CNRS Sciences humaines & sociales met en place chaque année un volant de six contrats post-doctoraux qui ont pour objectif à la fois de servir une priorité scientifique du CNRS et d’initier ou de développer un partenariat spécifique avec un de nos partenaires universitaires, au-delà du copilotage habituel de nos unités mixtes de recherche (UMR) communes.

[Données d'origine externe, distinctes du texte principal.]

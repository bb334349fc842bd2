//! # Diagnostic Code Tables
//!
//! Fixed numeric enumerations for connection-level errors and the common
//! Bib-1 diagnostics, preserved from the original protocol suite so
//! existing consumers of the codes keep working.

/// Diagnostic-set identifier for engine/transport level errors.
pub const DIAGSET_ZOOM: &str = "ZOOM";

/// Diagnostic-set identifier for server-side Bib-1 diagnostics.
pub const DIAGSET_BIB1: &str = "Bib-1";

/// No error.
pub const ERROR_NONE: i32 = 0;
/// Could not connect to the target.
pub const ERROR_CONNECT: i32 = 10000;
/// Out of memory while handling an operation.
pub const ERROR_MEMORY: i32 = 10001;
/// Could not encode an outgoing request.
pub const ERROR_ENCODE: i32 = 10002;
/// Could not decode an incoming response.
pub const ERROR_DECODE: i32 = 10003;
/// Connection lost mid-operation.
pub const ERROR_CONNECTION_LOST: i32 = 10004;
/// Target refused session initialization.
pub const ERROR_INIT: i32 = 10005;
/// Internal engine failure.
pub const ERROR_INTERNAL: i32 = 10006;
/// Operation timed out.
pub const ERROR_TIMEOUT: i32 = 10007;
/// Target speaks an unsupported protocol.
pub const ERROR_UNSUPPORTED_PROTOCOL: i32 = 10008;
/// Query type not supported by the target.
pub const ERROR_UNSUPPORTED_QUERY: i32 = 10009;
/// Query rejected as invalid.
pub const ERROR_INVALID_QUERY: i32 = 10010;

/// Returns the human-readable text for an error or diagnostic code.
///
/// Codes at and above [`ERROR_CONNECT`] are engine-level; smaller positive
/// codes are interpreted against the Bib-1 set (common subset only).
pub fn diag_str(code: i32) -> &'static str {
    match code {
        ERROR_NONE => "No error",
        ERROR_CONNECT => "Connect failed",
        ERROR_MEMORY => "Out of memory",
        ERROR_ENCODE => "Encoding failed",
        ERROR_DECODE => "Decoding failed",
        ERROR_CONNECTION_LOST => "Connection lost",
        ERROR_INIT => "Init rejected",
        ERROR_INTERNAL => "Internal failure",
        ERROR_TIMEOUT => "Timeout",
        ERROR_UNSUPPORTED_PROTOCOL => "Unsupported protocol",
        ERROR_UNSUPPORTED_QUERY => "Unsupported query type",
        ERROR_INVALID_QUERY => "Invalid query",
        1 => "Permanent system error",
        2 => "Temporary system error",
        3 => "Unsupported search",
        4 => "Terms only exclusive (one term) operands supported",
        5 => "Only support for attributes",
        13 => "Present request out-of-range",
        14 => "System error in presenting records",
        17 => "Record exceeds preferred message size",
        23 => "Specified combination of databases not supported",
        109 => "Database unavailable",
        114 => "Unsupported Use attribute",
        121 => "Unsupported Attribute Set",
        230 => "Sort: no sequence",
        236 => "Access to specified database denied",
        239 => "Record syntax not supported",
        _ => "Unknown error code",
    }
}

#[cfg(test)]
mod tests {
    use super::*;

    #[test]
    fn test_engine_codes_have_text() {
        assert_eq!(diag_str(ERROR_NONE), "No error");
        assert_eq!(diag_str(ERROR_CONNECT), "Connect failed");
        assert_eq!(diag_str(ERROR_INVALID_QUERY), "Invalid query");
    }

    #[test]
    fn test_bib1_subset() {
        assert_eq!(diag_str(109), "Database unavailable");
        assert_eq!(diag_str(239), "Record syntax not supported");
    }

    #[test]
    fn test_unknown_code() {
        assert_eq!(diag_str(-5), "Unknown error code");
        assert_eq!(diag_str(99999), "Unknown error code");
    }
}
//! Shared lexing helpers for the query compilers.

use crate::error::{QueryError, QueryResult};

/// Lexes a double-quoted term starting at the opening quote. Backslash
/// escapes `"` and `\`; any other backslash is literal. Returns the term
/// text and the byte index past the closing quote.
pub(crate) fn lex_quoted(input: &str, start: usize) -> QueryResult<(String, usize)> {
    let bytes = input.as_bytes();
    let mut buf: Vec<u8> = Vec::new();
    let mut i = start + 1;
    loop {
        if i >= bytes.len() {
            return Err(QueryError::syntax("unterminated quoted term", start));
        }
        match bytes[i] {
            b'"' => {
                i += 1;
                break;
            }
            b'\\' if matches!(bytes.get(i + 1), Some(b'"') | Some(b'\\')) => {
                buf.push(bytes[i + 1]);
                i += 2;
            }
            b => {
                buf.push(b);
                i += 1;
            }
        }
    }
    // Only whole bytes of a valid &str were copied.
    let text = String::from_utf8(buf)
        .map_err(|_| QueryError::syntax("invalid UTF-8 in quoted term", start))?;
    Ok((text, i))
}
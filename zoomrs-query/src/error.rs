//! Compile-time query errors.

/// Result type for the query compilers.
pub type QueryResult<T> = Result<T, QueryError>;

/// Errors produced while compiling a query expression.
///
/// `pos` is a byte offset into the source string pointing at the offending
/// token. CCL errors carry the numeric code of the fixed diagnostic
/// taxonomy in addition to its canonical message.
#[derive(Debug, Clone, PartialEq, Eq, thiserror::Error)]
pub enum QueryError {
    #[error("{message} at byte {pos}")]
    Syntax { message: String, pos: usize },

    #[error("CCL error {code}: {message} at byte {pos}")]
    Ccl {
        code: i32,
        message: &'static str,
        pos: usize,
    },
}

impl QueryError {
    pub(crate) fn syntax(message: impl Into<String>, pos: usize) -> Self {
        QueryError::Syntax {
            message: message.into(),
            pos,
        }
    }

    /// Returns the byte offset the error points at.
    pub fn position(&self) -> usize {
        match self {
            QueryError::Syntax { pos, .. } | QueryError::Ccl { pos, .. } => *pos,
        }
    }

    /// Returns the numeric CCL code, if this is a CCL error.
    pub fn ccl_code(&self) -> Option<i32> {
        match self {
            QueryError::Ccl { code, .. } => Some(*code),
            QueryError::Syntax { .. } => None,
        }
    }
}
//! # Scan Sets
//!
//! A scan browses an index's term list around a start term. The server
//! reports an ordered run of (term, occurrence count, display term)
//! triples; it may return fewer than the `number` option requested.

use std::sync::{Arc, Mutex};
use std::time::Instant;

use zoomrs_common::{diag, ZoomError, ZoomResult};

use crate::connection::{Connection, OpState};
use crate::event;

/// One browsed index term.
#[derive(Debug, Clone, PartialEq, Eq)]
pub struct ScanTerm {
    pub term: String,
    pub occurrences: u64,
    pub display: String,
}

pub(crate) struct ScanInner {
    pub(crate) state: OpState,
    pub(crate) terms: Vec<ScanTerm>,
}

/// Handle to one term-list browse.
pub struct ScanSet {
    inner: Arc<Mutex<ScanInner>>,
    conn: Connection,
}

impl ScanSet {
    pub(crate) fn new(inner: Arc<Mutex<ScanInner>>, conn: Connection) -> Self {
        ScanSet { inner, conn }
    }

    /// Current operation state of the scan.
    pub fn state(&self) -> OpState {
        self.lock().state
    }

    /// Number of terms the server actually returned; 0 while pending.
    pub fn size(&self) -> u64 {
        self.lock().terms.len() as u64
    }

    /// Returns the term at 1-based `pos`, driving this connection until
    /// the scan completes. Positions beyond [`ScanSet::size`] fail with
    /// an out-of-range error.
    pub fn term(&self, pos: u64) -> ZoomResult<ScanTerm> {
        self.wait_settled()?;
        let inner = self.lock();
        let size = inner.terms.len() as u64;
        if pos == 0 || pos > size {
            return Err(ZoomError::IndexOutOfRange { pos, size });
        }
        Ok(inner.terms[(pos - 1) as usize].clone())
    }

    /// Releases the handle; the connection stays open.
    pub fn destroy(self) {}

    fn wait_settled(&self) -> ZoomResult<()> {
        let deadline = Instant::now() + self.conn.op_timeout();
        loop {
            match self.lock().state {
                OpState::Pending => {}
                OpState::Ready => return Ok(()),
                state => return Err(self.conn.op_error(state)),
            }
            if event::drive(&[&self.conn]).is_none() {
                return Err(ZoomError::Network {
                    code: diag::ERROR_INTERNAL,
                    message: "scan ended without a response".to_owned(),
                });
            }
            if Instant::now() > deadline {
                self.conn.fail_timeout();
                return Err(ZoomError::Network {
                    code: diag::ERROR_TIMEOUT,
                    message: "operation timed out".to_owned(),
                });
            }
        }
    }

    fn lock(&self) -> std::sync::MutexGuard<'_, ScanInner> {
        self.inner.lock().expect("scan set mutex poisoned")
    }
}

impl std::fmt::Debug for ScanSet {
    fn fmt(&self, f: &mut std::fmt::Formatter<'_>) -> std::fmt::Result {
        let inner = self.lock();
        f.debug_struct("ScanSet")
            .field("state", &inner.state)
            .field("terms", &inner.terms.len())
            .finish()
    }
}
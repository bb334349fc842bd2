//! # Error Kinds
//!
//! Purpose: Define the error surface shared by the engine and its handles.
//!
//! ## Design Principles
//! 1. **Split Propagation**: Compile-time query errors surface
//!    synchronously from the compilers; network and protocol errors are
//!    recorded on the connection and read back via [`LastError`].
//! 2. **Poll-Friendly Absence**: Out-of-range record positions return
//!    "no record" rather than an error; only scan positions fail hard.
//! 3. **Fail Fast on Misuse**: Operations on closed connections or
//!    already-sent packages fail immediately with a state error.

use crate::diag;

/// Result type for engine operations.
pub type ZoomResult<T> = Result<T, ZoomError>;

/// Errors surfaced by the session engine.
#[derive(Debug, Clone, PartialEq, Eq, thiserror::Error)]
pub enum ZoomError {
    /// Operation attempted after the connection was closed.
    #[error("connection closed")]
    ConnectionClosed,

    /// Transport-level failure; `code` is from the fixed connection-error
    /// enumeration in [`crate::diag`].
    #[error("network failure ({code}): {message}")]
    Network { code: i32, message: String },

    /// Server returned a diagnostic for an operation.
    #[error("server diagnostic {code} ({diagset}): {message}")]
    Protocol {
        code: i32,
        message: String,
        addinfo: String,
        diagset: String,
    },

    /// Operation aborted by an explicit close.
    #[error("operation cancelled")]
    Cancelled,

    /// Scan position beyond the server-reported term count.
    #[error("position {pos} out of range (size {size})")]
    IndexOutOfRange { pos: u64, size: u64 },

    /// Operation not valid in the handle's current state.
    #[error("illegal state: {0}")]
    IllegalState(&'static str),
}

/// Last-error record kept per connection.
///
/// `code` 0 means no error. Mirrors the (code, message, additional-info,
/// diagnostic-set) tuple of the original connection error accessor.
#[derive(Debug, Clone, PartialEq, Eq, Default)]
pub struct LastError {
    pub code: i32,
    pub message: String,
    pub addinfo: String,
    pub diagset: String,
}

impl LastError {
    /// Clears the record back to "no error".
    pub fn clear(&mut self) {
        *self = LastError::default();
    }

    /// Returns true when no error is recorded.
    pub fn is_ok(&self) -> bool {
        self.code == 0
    }

    /// Records a transport failure.
    pub fn set_network(&mut self, code: i32, message: impl Into<String>) {
        self.code = code;
        self.message = message.into();
        self.addinfo.clear();
        self.diagset = diag::DIAGSET_ZOOM.to_owned();
    }

    /// Records a server diagnostic.
    pub fn set_diagnostic(
        &mut self,
        code: i32,
        message: impl Into<String>,
        addinfo: impl Into<String>,
        diagset: impl Into<String>,
    ) {
        self.code = code;
        self.message = message.into();
        self.addinfo = addinfo.into();
        self.diagset = diagset.into();
    }

    /// Converts the record into the matching error value, if any.
    pub fn to_error(&self) -> Option<ZoomError> {
        if self.is_ok() {
            return None;
        }
        if self.diagset == diag::DIAGSET_ZOOM {
            Some(ZoomError::Network {
                code: self.code,
                message: self.message.clone(),
            })
        } else {
            Some(ZoomError::Protocol {
                code: self.code,
                message: self.message.clone(),
                addinfo: self.addinfo.clone(),
                diagset: self.diagset.clone(),
            })
        }
    }
}
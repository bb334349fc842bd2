//! # Query Compilers
//!
//! Purpose: Compile search expressions written in the prefix (PQF), CQL,
//! and CCL query languages into one canonical RPN representation, plus a
//! small sort-criteria DSL.
//!
//! ## Design Principles
//! 1. **One Canonical Form**: Every compiler produces the same [`Query`]
//!    value; downstream code never sees source-language details.
//! 2. **Synchronous Failure**: Compile errors surface immediately with a
//!    message and byte position; CCL errors additionally carry the fixed
//!    numeric code of the original diagnostic taxonomy.
//! 3. **No Network Use**: Compilation consults only caller-supplied
//!    profiles; a live connection contributes nothing but a profile.

mod ccl;
mod cql;
mod error;
mod lex;
mod prefix;
mod rpn;
mod sort;

pub use ccl::{ccl_err_msg, CclProfile, CclQualifier};
pub use ccl::{
    CCL_ERR_BAD_RELATION, CCL_ERR_BAD_RP, CCL_ERR_DOUBLE_QUAL, CCL_ERR_EQ_EXPECTED,
    CCL_ERR_OK, CCL_ERR_OP_EXPECTED, CCL_ERR_RP_EXPECTED, CCL_ERR_SETNAME_EXPECTED,
    CCL_ERR_TERM_EXPECTED, CCL_ERR_TRUNC_NOT_BOTH, CCL_ERR_TRUNC_NOT_LEFT,
    CCL_ERR_TRUNC_NOT_RIGHT, CCL_ERR_UNKNOWN_QUAL,
};
pub use cql::CqlProfile;
pub use error::{QueryError, QueryResult};
pub use rpn::{AttrValue, Attribute, BoolOp, ProxSpec, Query, RpnNode, RpnTerm};
pub use sort::{SortKey, SortSpec};
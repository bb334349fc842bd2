//! # Wire Framing
//!
//! Purpose: Encode requests and incrementally decode responses for the
//! session protocol, keeping allocations under control.
//!
//! ## Design Principles
//! 1. **Length-Prefixed Frames**: A frame is an array of binary bulks
//!    (`*n\r\n` then `$len\r\n...\r\n` per bulk); no escaping, binary-safe.
//! 2. **Incremental Parsing**: The parser consumes bytes only once a whole
//!    frame is buffered, so partial reads never corrupt state.
//! 3. **Fail Fast**: Malformed framing surfaces a decode error immediately;
//!    the connection treats it as fatal.
//!
//! The first bulk of every frame is the verb. Requests: `INIT`, `SEARCH`,
//! `PRESENT`, `SORT`, `SCAN`, `ES`, `CLOSE`. Responses: `INITED`, `HITS`,
//! `RECS`, `TERMS`, `ESOK`, `DIAG`.

use bytes::{Buf, BytesMut};
use zoomrs_common::{diag, ZoomError, ZoomResult};

/// One decoded frame: the verb followed by its fields.
pub type Frame = Vec<Vec<u8>>;

/// Encodes a frame into `out`.
pub fn encode_frame(parts: &[&[u8]], out: &mut BytesMut) {
    out.extend_from_slice(b"*");
    push_usize(out, parts.len());
    out.extend_from_slice(b"\r\n");
    for part in parts {
        out.extend_from_slice(b"$");
        push_usize(out, part.len());
        out.extend_from_slice(b"\r\n");
        out.extend_from_slice(part);
        out.extend_from_slice(b"\r\n");
    }
}

fn push_usize(out: &mut BytesMut, mut value: usize) {
    // Write digits into a small stack buffer to avoid heap allocations.
    let mut buf = [0u8; 20];
    let mut len = 0;
    if value == 0 {
        buf[0] = b'0';
        len = 1;
    } else {
        while value > 0 {
            buf[len] = b'0' + (value % 10) as u8;
            value /= 10;
            len += 1;
        }
    }
    for idx in (0..len).rev() {
        out.extend_from_slice(&[buf[idx]]);
    }
}

fn decode_error(detail: &str) -> ZoomError {
    ZoomError::Network {
        code: diag::ERROR_DECODE,
        message: format!("malformed frame: {detail}"),
    }
}

/// Incremental frame parser over a growable receive buffer.
#[derive(Debug, Default)]
pub struct FrameParser;

impl FrameParser {
    pub fn new() -> Self {
        FrameParser
    }

    /// Tries to decode one frame from the front of `buf`.
    ///
    /// Returns `Ok(None)` when the buffer does not yet hold a complete
    /// frame; consumed bytes are removed only on a full decode.
    pub fn parse(&mut self, buf: &mut BytesMut) -> ZoomResult<Option<Frame>> {
        let mut pos = 0;
        let Some(count) = read_sized_line(buf, &mut pos, b'*')? else {
            return Ok(None);
        };
        let mut parts = Vec::with_capacity(count);
        for _ in 0..count {
            let Some(len) = read_sized_line(buf, &mut pos, b'$')? else {
                return Ok(None);
            };
            if buf.len() < pos + len + 2 {
                return Ok(None);
            }
            let part = buf[pos..pos + len].to_vec();
            if &buf[pos + len..pos + len + 2] != b"\r\n" {
                return Err(decode_error("bulk not terminated by CRLF"));
            }
            pos += len + 2;
            parts.push(part);
        }
        buf.advance(pos);
        Ok(Some(parts))
    }
}

/// Reads a `<marker><digits>\r\n` header at `*pos`, advancing past it.
fn read_sized_line(buf: &BytesMut, pos: &mut usize, marker: u8) -> ZoomResult<Option<usize>> {
    let data = &buf[*pos..];
    let Some(end) = data.windows(2).position(|w| w == b"\r\n") else {
        // Cap the unterminated header length so garbage cannot grow the
        // buffer without bound.
        if data.len() > 32 {
            return Err(decode_error("oversized frame header"));
        }
        return Ok(None);
    };
    let line = &data[..end];
    if line.is_empty() || line[0] != marker {
        return Err(decode_error("unexpected frame header marker"));
    }
    let digits = &line[1..];
    if digits.is_empty() || !digits.iter().all(u8::is_ascii_digit) {
        return Err(decode_error("non-numeric frame length"));
    }
    let mut value: usize = 0;
    for b in digits {
        value = value
            .checked_mul(10)
            .and_then(|v| v.checked_add((b - b'0') as usize))
            .ok_or_else(|| decode_error("frame length overflow"))?;
    }
    *pos += end + 2;
    Ok(Some(value))
}

/// Field accessor: UTF-8 text at index `idx`.
pub fn field_str(frame: &Frame, idx: usize) -> ZoomResult<String> {
    let part = frame
        .get(idx)
        .ok_or_else(|| decode_error("missing frame field"))?;
    String::from_utf8(part.clone()).map_err(|_| decode_error("field is not UTF-8"))
}

/// Field accessor: unsigned decimal at index `idx`.
pub fn field_u64(frame: &Frame, idx: usize) -> ZoomResult<u64> {
    let text = field_str(frame, idx)?;
    text.parse()
        .map_err(|_| decode_error("field is not a number"))
}

/// Field accessor: signed decimal at index `idx`.
pub fn field_i32(frame: &Frame, idx: usize) -> ZoomResult<i32> {
    let text = field_str(frame, idx)?;
    text.parse()
        .map_err(|_| decode_error("field is not a number"))
}
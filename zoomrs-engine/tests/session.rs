use std::io::{BufRead, BufReader, Read, Write};
use std::net::{TcpListener, TcpStream};
use std::sync::{Arc, Mutex};
use std::thread;
use std::time::Duration;

use bytes::BytesMut;

use zoomrs_engine::proto::{encode_frame, Frame, FrameParser};
use zoomrs_engine::{
    drive, Channel, Connection, EventKind, OpState, Query, RecvState, ZoomError, ZoomResult,
};

/// Scripted in-process peer: answers every request as soon as it is
/// written, so a drive step observes the response on its next read.
struct FakeTarget {
    parser: FrameParser,
    inbound: BytesMut,
    outbound: BytesMut,
    hits: u64,
    records: Vec<Vec<u8>>,
    terms: Vec<(String, u64, String)>,
    search_diag: Option<(i32, String, String, String)>,
    /// When false, requests are swallowed and never answered.
    respond: bool,
    seen: Arc<Mutex<Vec<Frame>>>,
}
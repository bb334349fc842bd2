//! # zsearch
//!
//! Purpose: Small command-line client for smoke-testing a target: connect,
//! compile a query in any of the supported languages, search, and print a
//! window of records.
//!
//! Usage: `zsearch HOST:PORT [-l pqf|cql|ccl] [-d DATABASE] [-n COUNT] QUERY`

use std::env;
use std::process::ExitCode;

use anyhow::{anyhow, bail, Context, Result};
use tracing_subscriber::EnvFilter;

use zoomrs_engine::{drive, Connection, Query};
use zoomrs_query::CclProfile;

struct Args {
    target: String,
    language: String,
    database: Option<String>,
    count: u64,
    query: String,
}

impl Args {
    fn parse() -> Result<Self> {
        let mut target = None;
        let mut language = "pqf".to_owned();
        let mut database = None;
        let mut count = 5;
        let mut query = None;

        let mut args = env::args().skip(1);
        while let Some(arg) = args.next() {
            match arg.as_str() {
                "-l" => {
                    language = args.next().context("-l needs a language")?;
                }
                "-d" => {
                    database = Some(args.next().context("-d needs a database")?);
                }
                "-n" => {
                    count = args
                        .next()
                        .context("-n needs a count")?
                        .parse()
                        .context("-n must be numeric")?;
                }
                _ if target.is_none() => target = Some(arg),
                _ if query.is_none() => query = Some(arg),
                other => bail!("unexpected argument '{other}'"),
            }
        }

        Ok(Args {
            target: target.context("missing HOST:PORT")?,
            language,
            database,
            count,
            query: query.context("missing QUERY")?,
        })
    }
}

fn compile(args: &Args, conn: &Connection) -> Result<Query> {
    match args.language.as_str() {
        "pqf" => Ok(Query::from_prefix(&args.query)?),
        "cql" => Ok(conn.compile_cql(&args.query)?),
        "ccl" => {
            // A small general-purpose qualifier set for ad hoc use.
            let mut profile = CclProfile::new();
            profile.add("ti", "1=4 t=l,r,b")?;
            profile.add("au", "1=1003 t=l,r,b")?;
            profile.add("su", "1=21 t=l,r,b")?;
            profile.add("isbn", "1=7")?;
            profile.add("term", "1=1016 t=l,r,b")?;
            Ok(Query::from_ccl(&args.query, &profile)?)
        }
        other => bail!("unknown query language '{other}'"),
    }
}

fn run(args: Args) -> Result<()> {
    let (host, port) = args
        .target
        .rsplit_once(':')
        .context("target must be HOST:PORT")?;
    let port: u16 = port.parse().context("port must be numeric")?;

    let conn = Connection::new();
    if let Some(database) = &args.database {
        conn.option_set("databaseName", database);
    }
    let query = compile(&args, &conn)?;
    eprintln!("query: {}", query.to_pqf());

    conn.connect(host, port);
    let rs = conn.search(&query).map_err(|err| {
        let last = conn.last_error();
        if last.is_ok() {
            anyhow!(err)
        } else {
            anyhow!("{} ({}): {}", last.message, last.code, last.addinfo)
        }
    })?;

    // Drive until the search settles; the first record fetch finishes it.
    while drive(&[&conn]).is_some() {
        if rs.state() != zoomrs_engine::OpState::Pending {
            break;
        }
    }

    println!("{} hits", rs.size());
    let shown = args.count.min(rs.size());
    for pos in 1..=shown {
        match rs.get_record(pos)? {
            Some(record) => {
                let body = record.get("render").unwrap_or_default();
                println!("-- {pos} ({})", record.syntax());
                println!("{}", String::from_utf8_lossy(&body));
            }
            None => println!("-- {pos} (no record)"),
        }
    }

    conn.close();
    Ok(())
}

fn main() -> ExitCode {
    tracing_subscriber::fmt()
        .with_env_filter(EnvFilter::from_default_env())
        .with_writer(std::io::stderr)
        .init();

    let args = match Args::parse() {
        Ok(args) => args,
        Err(err) => {
            eprintln!("zsearch: {err}");
            eprintln!("usage: zsearch HOST:PORT [-l pqf|cql|ccl] [-d DATABASE] [-n COUNT] QUERY");
            return ExitCode::FAILURE;
        }
    };

    match run(args) {
        Ok(()) => ExitCode::SUCCESS,
        Err(err) => {
            eprintln!("zsearch: {err:#}");
            ExitCode::FAILURE
        }
    }
}
use serde::Deserialize;

#[derive(Debug, Default, Deserialize)]
pub struct DetectQuery {
    #[serde(default, rename = "textToAnalyze")]
    pub text_to_analyze: Option<String>,
}
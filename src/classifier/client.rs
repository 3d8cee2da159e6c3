use super::types::*;
use crate::{
    ClassifyError, Error, Result,
    analysis::{self, AnalysisResult},
    config::ClassifierConfig,
};
use async_trait::async_trait;
use std::sync::Arc;
use tracing::{debug, warn};

/// Network seam for the classifier: one POST, one response, no retries.
#[async_trait]
pub trait Transport: Send + Sync {
    async fn post(
        &self,
        url: &str,
        headers: &[(&str, &str)],
        body: &ClassifyRequest,
    ) -> std::result::Result<TransportResponse, ClassifyError>;
}

pub struct HttpTransport {
    client: reqwest::Client,
}

impl HttpTransport {
    pub fn new(config: &ClassifierConfig) -> Result<Self> {
        let mut builder = reqwest::Client::builder();
        if let Some(timeout) = config.timeout() {
            builder = builder.timeout(timeout);
        }

        Ok(Self {
            client: builder.build()?,
        })
    }
}

#[async_trait]
impl Transport for HttpTransport {
    async fn post(
        &self,
        url: &str,
        headers: &[(&str, &str)],
        body: &ClassifyRequest,
    ) -> std::result::Result<TransportResponse, ClassifyError> {
        let mut req_builder = self.client.post(url).json(body);

        for (key, value) in headers {
            req_builder = req_builder.header(*key, *value);
        }

        let response = req_builder.send().await?;
        let status = response.status().as_u16();
        let body = response.text().await?;

        Ok(TransportResponse { status, body })
    }
}

pub struct EmotionClassifier {
    url: String,
    model_id: String,
    transport: Arc<dyn Transport>,
}

impl EmotionClassifier {
    /// Builds a classifier over HTTP. Fails if the endpoint is not a usable http(s) URL.
    pub fn new(config: ClassifierConfig) -> Result<Self> {
        let transport = HttpTransport::new(&config)?;
        Self::with_transport(config, Arc::new(transport))
    }

    pub fn with_transport(config: ClassifierConfig, transport: Arc<dyn Transport>) -> Result<Self> {
        let url = reqwest::Url::parse(&config.url).map_err(|e| {
            Error::config(format!("Invalid classifier URL '{}': {}", config.url, e))
        })?;

        if !matches!(url.scheme(), "http" | "https") {
            return Err(Error::config(format!(
                "Classifier URL must be http or https, got '{}'",
                url.scheme()
            )));
        }

        if config.model_id.trim().is_empty() {
            return Err(Error::config("Classifier model_id must not be empty"));
        }

        Ok(Self {
            url: config.url,
            model_id: config.model_id,
            transport,
        })
    }

    pub fn url(&self) -> &str {
        &self.url
    }

    /// Classifies `text` and assembles the caller-facing result.
    pub async fn classify(&self, text: &str) -> AnalysisResult {
        analysis::normalize(self.score(text).await)
    }

    /// Runs the remote classification without picking a dominant emotion.
    pub async fn score(&self, text: &str) -> Classification {
        if text.trim().is_empty() {
            debug!("Blank input, skipping classifier call");
            return Classification::Empty;
        }

        let request = ClassifyRequest::new(text);
        let headers = [(MODEL_ID_HEADER, self.model_id.as_str())];

        debug!("Calling emotion classifier at {}", self.url);

        let response = match self.transport.post(&self.url, &headers, &request).await {
            Ok(response) => response,
            Err(e) => {
                warn!("Emotion classifier call failed: {}", e);
                return Classification::Failed(e);
            }
        };

        if response.status == 400 {
            debug!("Classifier rejected the text with status 400");
            return Classification::Empty;
        }

        if !response.is_success() {
            warn!("Emotion classifier returned status {}", response.status);
            return Classification::Failed(ClassifyError::Status(response.status));
        }

        match parse_scores(&response.body) {
            Ok(scores) => Classification::Scores(scores),
            Err(e) => {
                warn!("Unusable classifier response: {}", e);
                Classification::Failed(e)
            }
        }
    }
}

/// Extracts the first prediction's scores from an EmotionPredict response body.
pub fn parse_scores(body: &str) -> std::result::Result<analysis::EmotionScores, ClassifyError> {
    let response: ClassifyResponse =
        serde_json::from_str(body).map_err(|e| ClassifyError::InvalidJson(e.to_string()))?;

    response
        .emotion_predictions
        .unwrap_or_default()
        .into_iter()
        .next()
        .map(|prediction| prediction.emotion.into())
        .ok_or(ClassifyError::NoPredictions)
}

Il peut s’agir d’environner une chaire de professeur junior (CPJ) universitaire portant sur une thématique que l'institut souhaite pousser, ou encore d’accompagner un programme de recherche niché dans une UMR. Pour la Lettre, Baptiste Pilo et Juliette Ruaud, respectivement postdoctorant au Centre d'études supérieures de la Renaissance et postdoctorante au Centre Maurice Halbwachs, présentent leur projet.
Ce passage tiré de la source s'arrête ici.